Go to the ae-06-[GITHUB USERNAME]
repo, clone it, and start a new project in RStudio. See the Lab 01 for more detailed instructions about cloning a repo and starting a new project.
Run the following code to configure Git. Fill in your GitHub username and the email address associated with your GitHub account.
library(usethis)
use_git_config(user.name= "your github username", user.email="your email")
library(tidyverse)
library(scales)
fisheries <- read_csv("data/fisheries.csv")
continents <- read_csv("data/continents.csv")
The code below fills in the gaps from joining the data sets to creating the updated visualizations.
fisheries <- fisheries %>%
filter(total > 100000) %>%
left_join(continents) %>%
mutate(
continent = case_when(
country == "Democratic Republic of the Congo" ~ "Africa",
country == "Hong Kong" ~ "Asia",
country == "Myanmar" ~ "Asia",
TRUE ~ continent
),
aquaculture_perc = aquaculture / total
)
Note: In each of these exercises you will need to set eval=TRUE
in the code chunk header when you’re ready to run the code for that exercise.
Calculate the mean aquaculture percentage (we’ll call it mean_ap
for short) for continents in the fisheries data using the summarise()
function in dplyr.
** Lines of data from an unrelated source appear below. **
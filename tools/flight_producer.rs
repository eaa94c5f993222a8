//! Test Flight Producer
//!
//! Generates and publishes synthetic score requests to NATS for pipeline
//! testing.

use chrono::{Duration, Utc};
use rand::Rng;
use serde::{Deserialize, Serialize};
use tracing::{info, warn};

/// Score request structure matching the pipeline's expected format
#[derive(Debug, Clone, Serialize, Deserialize)]
struct ScoreRequest {
    request_id: String,
    model: Option<String>,
    flight: Flight,
}

#[derive(Debug, Clone, Serialize, Deserialize)]
struct Flight {
    flight_id: String,
    operating_airline: String,
    destination: String,
    flight_type: String,
    scheduled_departure: String,
    wind_speed: f64,
    pressure: f64,
    temperature: f64,
}

const AIRLINES: [&str; 3] = ["Sky Airline", "LATAM Airlines Group", "JetSmart SPA"];
const DESTINATIONS: [&str; 6] = [
    "Antofagasta",
    "Arica",
    "Iquique",
    "Puerto Montt",
    "Calama",
    "Concepcion",
];
const MODELS: [&str; 4] = [
    "xgboost",
    "random_forest",
    "logistic_regression",
    "voting_classifier",
];

/// Upstream convention for an unavailable weather reading
const WEATHER_SENTINEL: f64 = -999.0;

/// Request generator for testing
struct RequestGenerator {
    rng: rand::rngs::ThreadRng,
    request_counter: u64,
}

impl RequestGenerator {
    fn new() -> Self {
        Self {
            rng: rand::thread_rng(),
            request_counter: 0,
        }
    }

    /// Generate a request with complete readings
    fn generate_complete(&mut self) -> ScoreRequest {
        self.request_counter += 1;
        let departure = Utc::now() + Duration::hours(self.rng.gen_range(1..72));

        ScoreRequest {
            request_id: format!("req_{:012}", self.request_counter),
            model: if self.rng.gen_bool(0.2) {
                Some(self.random_choice(&MODELS).to_string())
            } else {
                None
            },
            flight: Flight {
                flight_id: format!("fl_{:08}", self.rng.gen_range(1..100_000)),
                operating_airline: self.random_choice(&AIRLINES).to_string(),
                destination: self.random_choice(&DESTINATIONS).to_string(),
                flight_type: if self.rng.gen_bool(0.3) { "I" } else { "N" }.to_string(),
                scheduled_departure: departure.to_rfc3339(),
                wind_speed: self.rng.gen_range(0.0..25.0),
                pressure: self.rng.gen_range(990.0..1030.0),
                temperature: self.rng.gen_range(-2.0..32.0),
            },
        }
    }

    /// Generate a request with degraded inputs: sentinel weather readings
    /// and occasionally an unknown operator
    fn generate_degraded(&mut self) -> ScoreRequest {
        let mut request = self.generate_complete();

        request.flight.wind_speed = WEATHER_SENTINEL;
        if self.rng.gen_bool(0.5) {
            request.flight.pressure = WEATHER_SENTINEL;
        }
        if self.rng.gen_bool(0.3) {
            request.flight.operating_airline = format!(
                "Charter {}",
                self.rng.gen_range(1..100)
            );
        }

        request
    }

    fn random_choice<'a>(&mut self, choices: &[&'a str]) -> &'a str {
        choices[self.rng.gen_range(0..choices.len())]
    }
}

#[tokio::main]
async fn main() -> anyhow::Result<()> {
    // Initialize logging
    tracing_subscriber::fmt()
        .with_env_filter(
            tracing_subscriber::EnvFilter::from_default_env()
                .add_directive("flight_producer=info".parse()?),
        )
        .init();

    info!("Starting Test Flight Producer");

    // Parse arguments
    let args: Vec<String> = std::env::args().collect();
    let nats_url = args
        .get(1)
        .map(|s| s.as_str())
        .unwrap_or("nats://localhost:4222");
    let subject = args.get(2).map(|s| s.as_str()).unwrap_or("flights.score");
    let count: u64 = args.get(3).and_then(|s| s.parse().ok()).unwrap_or(100);
    let degraded_rate: f64 = args.get(4).and_then(|s| s.parse().ok()).unwrap_or(0.1);
    let delay_ms: u64 = args.get(5).and_then(|s| s.parse().ok()).unwrap_or(100);

    info!(
        nats_url = %nats_url,
        subject = %subject,
        count = count,
        degraded_rate = degraded_rate,
        delay_ms = delay_ms,
        "Configuration loaded"
    );

    // Connect to NATS
    let client = match async_nats::connect(nats_url).await {
        Ok(c) => {
            info!("Connected to NATS");
            c
        }
        Err(e) => {
            warn!(error = %e, "Failed to connect to NATS. Running in dry-run mode.");
            return run_dry_mode(count, degraded_rate, delay_ms).await;
        }
    };

    // Generate and publish requests
    let mut generator = RequestGenerator::new();
    let mut rng = rand::thread_rng();

    info!("Starting to publish {} requests...", count);

    let mut complete_count = 0;
    let mut degraded_count = 0;

    for i in 0..count {
        let request = if rng.gen_bool(degraded_rate) {
            degraded_count += 1;
            generator.generate_degraded()
        } else {
            complete_count += 1;
            generator.generate_complete()
        };

        let payload = serde_json::to_vec(&request)?;

        client.publish(subject.to_string(), payload.into()).await?;

        if (i + 1) % 10 == 0 {
            info!(
                "Published {}/{} requests ({} complete, {} degraded)",
                i + 1,
                count,
                complete_count,
                degraded_count
            );
        }

        tokio::time::sleep(std::time::Duration::from_millis(delay_ms)).await;
    }

    info!(
        "Completed! Published {} requests ({} complete, {} degraded)",
        count, complete_count, degraded_count
    );

    Ok(())
}

async fn run_dry_mode(count: u64, degraded_rate: f64, delay_ms: u64) -> anyhow::Result<()> {
    info!("Running in dry-run mode (no NATS connection)");

    let mut generator = RequestGenerator::new();
    let mut rng = rand::thread_rng();

    for i in 0..count {
        let request = if rng.gen_bool(degraded_rate) {
            generator.generate_degraded()
        } else {
            generator.generate_complete()
        };

        let json = serde_json::to_string_pretty(&request)?;

        if (i + 1) % 10 == 0 || i == 0 {
            info!("Sample request {}:\n{}", i + 1, json);
        }

        tokio::time::sleep(std::time::Duration::from_millis(delay_ms)).await;
    }

    Ok(())
}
Note that the function for calculating the mean is mean()
in R.
fisheries %>% # start with the fisheries data frame
___ %>% # group by continent
___(mean_ap = ___) # calculate mean aquaculture
Now expand your calculations to also calculate the minimum and maximum aquaculture percentage for continents in the fisheries data. Note that the functions for calculating minimum and maximum in R are min()
and max()
respectively.
fisheries %>% # start with the fisheries data frame
# and the rest of the code goes here
Create a new data frame called fisheries_summary
that calculates minimum, mean, and maximum aquaculture percentage for each continent in the fisheries data.
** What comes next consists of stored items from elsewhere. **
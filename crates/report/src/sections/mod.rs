//! Section renderers, in document order.

pub mod attachments;
pub mod footer;
pub mod header;
pub mod products;
pub mod risks;
pub mod weather;

use chrono::NaiveDate;

/// Norwegian date display used throughout the report.
pub fn format_date(date: NaiveDate) -> String {
    date.format("%d.%m.%Y").to_string()
}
fisheries_summary <- fisheries %>%
# you can reuse code from Exercise 2 here
Take the fisheries_summary
data frame and order the results in descending order of mean aquaculture percentage.
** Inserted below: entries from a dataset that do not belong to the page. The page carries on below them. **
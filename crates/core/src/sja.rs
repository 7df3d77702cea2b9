//! The hydrated SJA record graph consumed by the report generator.
//!
//! These types are read-only inputs: they arrive either pre-hydrated in a
//! report request body (camelCase JSON, as sent by the web client) or are
//! assembled by the database layer. Nothing in the report path mutates them.

use chrono::NaiveDate;
use serde::{Deserialize, Deserializer, Serialize};
use validator::Validate;

use crate::error::CoreError;
use crate::risk::{risk_score, RiskLevel};
use crate::types::{DbId, Timestamp};

// ---------------------------------------------------------------------------
// Record graph
// ---------------------------------------------------------------------------

/// A Safe Job Analysis with all relations needed for the PDF report.
#[derive(Debug, Clone, Serialize, Deserialize, Validate)]
#[serde(rename_all = "camelCase")]
pub struct SjaRecord {
    pub id: DbId,
    pub company_id: DbId,
    #[validate(length(min = 1, max = 300))]
    pub title: String,
    #[serde(default)]
    pub description: Option<String>,
    #[serde(default = "default_status")]
    pub status: String,
    #[serde(default)]
    pub work_site: Option<String>,
    #[serde(default, deserialize_with = "flexible_date::deserialize")]
    pub scheduled_date: Option<NaiveDate>,
    #[serde(default)]
    pub created_at: Option<Timestamp>,
    /// Display name of the author.
    #[serde(default)]
    pub created_by: Option<String>,
    /// Raw JSON location/weather snapshot. Accepts either a JSON string or an
    /// inline object in request bodies; always stored as the JSON text.
    #[serde(default, deserialize_with = "string_or_json")]
    pub location: Option<String>,
    #[serde(default)]
    #[validate(nested)]
    pub risks: Vec<RiskItem>,
    /// Mitigations not tied to a specific risk.
    #[serde(default)]
    pub general_actions: Vec<MitigationAction>,
    #[serde(default)]
    pub products: Vec<ChemicalProductRef>,
    #[serde(default)]
    pub attachments: Vec<Attachment>,
}

/// One hazard identified for an activity.
#[derive(Debug, Clone, Serialize, Deserialize, Validate)]
#[serde(rename_all = "camelCase")]
pub struct RiskItem {
    #[serde(default)]
    pub id: Option<DbId>,
    pub activity: String,
    pub hazard: String,
    #[serde(default)]
    pub consequence: Option<String>,
    #[serde(default)]
    #[validate(range(min = 1, max = 5))]
    pub probability: Option<i32>,
    #[serde(default)]
    #[validate(range(min = 1, max = 5))]
    pub severity: Option<i32>,
    #[serde(default, alias = "score", alias = "riskValue")]
    #[validate(range(min = 1, max = 25))]
    pub stored_score: Option<i32>,
    #[serde(default)]
    pub actions: Vec<MitigationAction>,
}

impl RiskItem {
    /// Stored score, or `probability × severity` with missing factors as 1.
    pub fn score(&self) -> i32 {
        risk_score(self.probability, self.severity, self.stored_score)
    }

    pub fn level(&self) -> RiskLevel {
        RiskLevel::from_score(self.score())
    }
}

/// A mitigation (tiltak), owned by at most one risk.
#[derive(Debug, Clone, Serialize, Deserialize)]
#[serde(rename_all = "camelCase")]
pub struct MitigationAction {
    pub description: String,
    #[serde(default)]
    pub responsible: Option<String>,
    #[serde(default)]
    pub status: Option<String>,
    #[serde(default, deserialize_with = "flexible_date::deserialize")]
    pub due_date: Option<NaiveDate>,
    #[serde(default)]
    pub risk_id: Option<DbId>,
}

/// A chemical product referenced by the SJA (from the stoffkartotek).
///
/// Symbols are kept as raw codes so that unknown values survive parsing and
/// can be skipped at render time instead of rejecting the whole record.
#[derive(Debug, Clone, Serialize, Deserialize)]
#[serde(rename_all = "camelCase")]
pub struct ChemicalProductRef {
    #[serde(alias = "name")]
    pub product_name: String,
    #[serde(default)]
    pub manufacturer: Option<String>,
    #[serde(default)]
    pub description: Option<String>,
    #[serde(default)]
    pub hazard_symbols: Vec<String>,
    #[serde(default)]
    pub ppe_symbols: Vec<String>,
    #[serde(default)]
    pub hazard_class: Option<String>,
    #[serde(default)]
    pub un_number: Option<String>,
}

/// An already-resolved attachment reference.
#[derive(Debug, Clone, Serialize, Deserialize)]
#[serde(rename_all = "camelCase")]
pub struct Attachment {
    #[serde(default)]
    pub name: Option<String>,
    pub url: String,
}

fn default_status() -> String {
    "DRAFT".to_string()
}

// ---------------------------------------------------------------------------
// Helpers
// ---------------------------------------------------------------------------

impl SjaRecord {
    /// Validate a record that arrived pre-hydrated from a client.
    pub fn validate_for_report(&self) -> Result<(), CoreError> {
        self.validate()
            .map_err(|e| CoreError::Validation(e.to_string()))?;
        if self.title.trim().is_empty() {
            return Err(CoreError::Validation("title must not be blank".into()));
        }
        Ok(())
    }

    /// Attachment file name: `SJA-{title}.pdf` with spaces replaced by `_`.
    ///
    /// Quotes, backslashes and control characters are dropped so the name
    /// can be embedded in a quoted `Content-Disposition` parameter.
    pub fn report_filename(&self) -> String {
        let title: String = self
            .title
            .trim()
            .chars()
            .filter(|c| !c.is_control() && *c != '"' && *c != '\\')
            .map(|c| if c == ' ' { '_' } else { c })
            .collect();
        format!("SJA-{title}.pdf")
    }
}

/// Accept either a JSON string or any other JSON value, keeping the text.
fn string_or_json<'de, D>(deserializer: D) -> Result<Option<String>, D::Error>
where
    D: Deserializer<'de>,
{
    let value = Option::<serde_json::Value>::deserialize(deserializer)?;
    Ok(match value {
        None | Some(serde_json::Value::Null) => None,
        Some(serde_json::Value::String(s)) => Some(s),
        Some(other) => Some(other.to_string()),
    })
}

/// Dates arrive either as `YYYY-MM-DD` or as full RFC 3339 timestamps.
pub mod flexible_date {
    use chrono::{DateTime, NaiveDate};
    use serde::{Deserialize, Deserializer};

    pub fn parse(raw: &str) -> Option<NaiveDate> {
        let raw = raw.trim();
        NaiveDate::parse_from_str(raw, "%Y-%m-%d")
            .ok()
            .or_else(|| DateTime::parse_from_rfc3339(raw).ok().map(|dt| dt.date_naive()))
    }

    pub fn deserialize<'de, D>(deserializer: D) -> Result<Option<NaiveDate>, D::Error>
    where
        D: Deserializer<'de>,
    {
        let raw = Option::<String>::deserialize(deserializer)?;
        match raw {
            None => Ok(None),
            Some(s) if s.trim().is_empty() => Ok(None),
            Some(s) => parse(&s)
                .map(Some)
                .ok_or_else(|| serde::de::Error::custom(format!("invalid date '{s}'"))),
        }
    }
}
fisheries_summary %>% # start with the fisheries_summary data frame
___ # order in descending order of mean_ap
The code below creates the graph you originally saw in the lecture slides. Change the theme to change the look of the graph. Choose one of the complete themes found in the ggplot2 reference page.
ggplot(fisheries_summary,
aes(y = fct_reorder(continent, mean_ap), x = mean_ap)) +
geom_col() +
scale_x_continuous(labels = label_percent(accuracy = 1)) +
labs(
x = "",
y = "",
title = "Average share of aquaculture by continent",
subtitle = "out of total fisheries harvest, 2016",
caption = "Source: bit.ly/2VrawTt"
) +
theme_minimal() #change the theme!
This exercise was modified from “Fisheries” in Data Science in Box.